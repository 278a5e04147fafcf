use std::time::Duration;

use crate::messaging::KafkaConfig;
use crate::utils::RetryConfig;

// ============================================================================
// Settings - read from the environment, local-development defaults
// ============================================================================

#[derive(Debug, thiserror::Error)]
pub enum ConfigError {
    #[error("{name} has an invalid value {value:?}: {reason}")]
    Invalid {
        name: &'static str,
        value: String,
        reason: String,
    },
}

/// Batches are published inside a Kafka transaction unless
/// `KAFKA_TRANSACTIONAL_ID=none`; without one a failed send can leave part
/// of a batch on the topic.
pub const DEFAULT_TRANSACTIONAL_ID: &str = "scylla-cqrs-publisher";

#[derive(Debug, Clone, PartialEq)]
pub struct Settings {
    pub kafka_brokers: String,
    pub scylla_hosts: Vec<String>,
    pub scylla_keyspace: String,
    pub events_topic: String,
    pub kafka_transactional_id: Option<String>,
    pub metrics_port: u16,
    pub dispatch_max_attempts: u32,
}

impl Default for Settings {
    fn default() -> Self {
        Self {
            kafka_brokers: "127.0.0.1:9092".to_string(),
            scylla_hosts: vec!["127.0.0.1:9042".to_string()],
            scylla_keyspace: "home_inventory".to_string(),
            events_topic: "home-inventory.events".to_string(),
            kafka_transactional_id: Some(DEFAULT_TRANSACTIONAL_ID.to_string()),
            metrics_port: 9090,
            dispatch_max_attempts: 3,
        }
    }
}

impl Settings {
    pub fn from_env() -> Result<Self, ConfigError> {
        Self::from_lookup(|name| std::env::var(name).ok())
    }

    /// Build settings from any variable source; unset or empty values keep
    /// their defaults.
    pub fn from_lookup<F>(lookup: F) -> Result<Self, ConfigError>
    where
        F: Fn(&str) -> Option<String>,
    {
        let get = |name: &str| lookup(name).map(|v| v.trim().to_string()).filter(|v| !v.is_empty());
        let mut settings = Self::default();

        if let Some(brokers) = get("KAFKA_BROKERS") {
            settings.kafka_brokers = brokers;
        }
        if let Some(hosts) = get("SCYLLA_HOSTS") {
            settings.scylla_hosts = hosts
                .split(',')
                .map(str::trim)
                .filter(|h| !h.is_empty())
                .map(String::from)
                .collect();
        }
        if let Some(keyspace) = get("SCYLLA_KEYSPACE") {
            if !keyspace.chars().all(|c| c.is_ascii_alphanumeric() || c == '_') {
                return Err(ConfigError::Invalid {
                    name: "SCYLLA_KEYSPACE",
                    value: keyspace,
                    reason: "only letters, digits and underscores are allowed".to_string(),
                });
            }
            settings.scylla_keyspace = keyspace;
        }
        if let Some(topic) = get("EVENTS_TOPIC") {
            settings.events_topic = topic;
        }
        if let Some(id) = get("KAFKA_TRANSACTIONAL_ID") {
            settings.kafka_transactional_id = (!id.eq_ignore_ascii_case("none")).then_some(id);
        }
        if let Some(port) = get("METRICS_PORT") {
            settings.metrics_port = parse("METRICS_PORT", port)?;
        }
        if let Some(attempts) = get("DISPATCH_MAX_ATTEMPTS") {
            settings.dispatch_max_attempts = parse("DISPATCH_MAX_ATTEMPTS", attempts)?;
        }

        Ok(settings)
    }

    pub fn kafka(&self) -> KafkaConfig {
        let config = KafkaConfig::new(&self.kafka_brokers, &self.events_topic);
        match &self.kafka_transactional_id {
            Some(id) => config.with_transactional_id(id),
            None => config,
        }
    }

    pub fn dispatch_retry(&self) -> RetryConfig {
        RetryConfig {
            initial_delay: Duration::from_millis(20),
            max_delay: Duration::from_millis(500),
            ..RetryConfig::with_max_attempts(self.dispatch_max_attempts)
        }
    }
}

fn parse<T>(name: &'static str, value: String) -> Result<T, ConfigError>
where
    T: std::str::FromStr,
    T::Err: std::fmt::Display,
{
    value.parse().map_err(|e: T::Err| ConfigError::Invalid {
        name,
        reason: e.to_string(),
        value,
    })
}

#[cfg(test)]
mod tests {
    use super::*;
    use std::collections::HashMap;

    fn settings(vars: &[(&str, &str)]) -> Result<Settings, ConfigError> {
        let vars: HashMap<String, String> = vars.iter().map(|(k, v)| (k.to_string(), v.to_string())).collect();
        Settings::from_lookup(|name| vars.get(name).cloned())
    }

    #[test]
    fn test_defaults_when_nothing_is_set() {
        assert_eq!(settings(&[]).unwrap(), Settings::default());
    }

    #[test]
    fn test_overrides_are_applied() {
        let s = settings(&[
            ("KAFKA_BROKERS", "kafka:9092"),
            ("SCYLLA_HOSTS", "a:9042, b:9042"),
            ("EVENTS_TOPIC", "events"),
            ("KAFKA_TRANSACTIONAL_ID", "writer-1"),
            ("METRICS_PORT", "9100"),
            ("DISPATCH_MAX_ATTEMPTS", "5"),
        ])
        .unwrap();

        assert_eq!(s.scylla_hosts, vec!["a:9042", "b:9042"]);
        assert_eq!(s.metrics_port, 9100);
        assert_eq!(s.dispatch_retry().max_attempts, 5);
        assert_eq!(s.kafka().transactional_id.as_deref(), Some("writer-1"));
        assert_eq!(s.kafka().topic, "events");
    }

    #[test]
    fn test_invalid_values_are_reported() {
        let err = settings(&[("METRICS_PORT", "ninety")]).unwrap_err();
        assert!(matches!(err, ConfigError::Invalid { name: "METRICS_PORT", .. }));

        assert!(settings(&[("SCYLLA_KEYSPACE", "drop table;")]).is_err());
    }

    #[test]
    fn test_empty_values_keep_defaults() {
        let s = settings(&[("KAFKA_BROKERS", "  "), ("KAFKA_TRANSACTIONAL_ID", "")]).unwrap();
        assert_eq!(s.kafka_brokers, "127.0.0.1:9092");
        assert_eq!(s.kafka_transactional_id.as_deref(), Some(DEFAULT_TRANSACTIONAL_ID));
    }

    #[test]
    fn test_publisher_is_transactional_unless_disabled() {
        let default = settings(&[]).unwrap();
        assert_eq!(default.kafka().transactional_id.as_deref(), Some(DEFAULT_TRANSACTIONAL_ID));

        let disabled = settings(&[("KAFKA_TRANSACTIONAL_ID", "none")]).unwrap();
        assert!(disabled.kafka().transactional_id.is_none());
    }
}
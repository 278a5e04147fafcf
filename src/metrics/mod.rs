// Private module declaration
mod server;

use prometheus::{HistogramOpts, HistogramVec, IntCounterVec, IntGauge, Opts, Registry};

use crate::event_sourcing::core::Event;
use crate::utils::CircuitState;

// Re-export for public API
pub use server::start_metrics_server;

// ============================================================================
// Metrics Module - Prometheus metrics for observability
// ============================================================================
//
// Provides metrics for:
// - Command dispatch (outcome, latency, version conflicts, retries)
// - Event store appends and bus publication
// - Event handler deliveries per consumer group
// - Circuit breaker state of the publisher
//
// All metrics are registered with Prometheus and can be scraped via /metrics
// ============================================================================

/// Central metrics registry for the engine
pub struct Metrics {
    registry: Registry,

    // Command Bus Metrics
    pub commands_dispatched: IntCounterVec,
    pub dispatch_duration: HistogramVec,
    pub version_conflicts: IntCounterVec,
    pub retry_attempts_total: IntCounterVec,

    // Store & Bus Metrics
    pub events_stored: IntCounterVec,
    pub events_published: IntCounterVec,

    // Consumer Metrics
    pub handler_events: IntCounterVec,

    // Circuit Breaker Metrics
    pub circuit_breaker_state: IntGauge,
}

impl Metrics {
    pub fn new() -> anyhow::Result<Self> {
        let registry = Registry::new();

        let commands_dispatched = IntCounterVec::new(
            Opts::new("commands_dispatched_total", "Total commands dispatched by outcome"),
            &["aggregate_type", "outcome"],
        )?;
        registry.register(Box::new(commands_dispatched.clone()))?;

        let dispatch_duration = HistogramVec::new(
            HistogramOpts::new("command_dispatch_duration_seconds", "Command dispatch duration")
                .buckets(vec![0.001, 0.005, 0.01, 0.05, 0.1, 0.5, 1.0, 5.0]),
            &["aggregate_type"],
        )?;
        registry.register(Box::new(dispatch_duration.clone()))?;

        let version_conflicts = IntCounterVec::new(
            Opts::new("version_conflicts_total", "Appends rejected because a version was already claimed"),
            &["aggregate_type"],
        )?;
        registry.register(Box::new(version_conflicts.clone()))?;

        let retry_attempts_total = IntCounterVec::new(
            Opts::new("retry_attempts_total", "Total retry attempts"),
            &["operation"],
        )?;
        registry.register(Box::new(retry_attempts_total.clone()))?;

        let events_stored = IntCounterVec::new(
            Opts::new("events_stored_total", "Total events appended to the event store"),
            &["aggregate_type"],
        )?;
        registry.register(Box::new(events_stored.clone()))?;

        let events_published = IntCounterVec::new(
            Opts::new("events_published_total", "Total events published to the bus"),
            &["event_type"],
        )?;
        registry.register(Box::new(events_published.clone()))?;

        let handler_events = IntCounterVec::new(
            Opts::new("handler_events_total", "Messages seen by event handlers by outcome"),
            &["handler", "outcome"],
        )?;
        registry.register(Box::new(handler_events.clone()))?;

        let circuit_breaker_state = IntGauge::new(
            "circuit_breaker_state",
            "Circuit breaker state (0=Closed, 1=Open, 2=HalfOpen)",
        )?;
        registry.register(Box::new(circuit_breaker_state.clone()))?;

        Ok(Self {
            registry,
            commands_dispatched,
            dispatch_duration,
            version_conflicts,
            retry_attempts_total,
            events_stored,
            events_published,
            handler_events,
            circuit_breaker_state,
        })
    }

    /// Get the Prometheus registry for exposing metrics via HTTP
    pub fn registry(&self) -> &Registry {
        &self.registry
    }

    pub fn record_dispatch(&self, aggregate_type: &str, outcome: &str, duration_secs: f64) {
        self.commands_dispatched.with_label_values(&[aggregate_type, outcome]).inc();
        self.dispatch_duration.with_label_values(&[aggregate_type]).observe(duration_secs);
    }

    pub fn record_conflict(&self, aggregate_type: &str) {
        self.version_conflicts.with_label_values(&[aggregate_type]).inc();
    }

    pub fn record_retry_attempt(&self, operation: &str) {
        self.retry_attempts_total.with_label_values(&[operation]).inc();
    }

    pub fn record_stored(&self, aggregate_type: &str, count: usize) {
        self.events_stored.with_label_values(&[aggregate_type]).inc_by(count as u64);
    }

    pub fn record_published(&self, events: &[Event]) {
        for event in events {
            self.events_published.with_label_values(&[event.event_type.as_str()]).inc();
        }
    }

    pub fn record_delivery(&self, handler: &str, outcome: &str) {
        self.handler_events.with_label_values(&[handler, outcome]).inc();
    }

    pub fn update_circuit_breaker_state(&self, state: CircuitState) {
        let value = match state {
            CircuitState::Closed => 0,
            CircuitState::Open => 1,
            CircuitState::HalfOpen => 2,
        };
        self.circuit_breaker_state.set(value);
    }

    /// Last publisher breaker state reported through the gauge.
    pub fn circuit_breaker_state(&self) -> CircuitState {
        match self.circuit_breaker_state.get() {
            1 => CircuitState::Open,
            2 => CircuitState::HalfOpen,
            _ => CircuitState::Closed,
        }
    }
}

________________

### What is expected
Take the entries above and return only the lines from the one with "pub fn registry(&self)" to the one with "pub fn record_conflict(&self, aggregate_type: &str)", both included, unchanged.

### Task result
    pub fn registry(&self) -> &Registry {
        &self.registry
    }

    pub fn record_dispatch(&self, aggregate_type: &str, outcome: &str, duration_secs: f64) {
        self.commands_dispatched.with_label_values(&[aggregate_type, outcome]).inc();
        self.dispatch_duration.with_label_values(&[aggregate_type]).observe(duration_secs);
    }

    pub fn record_conflict(&self, aggregate_type: &str) {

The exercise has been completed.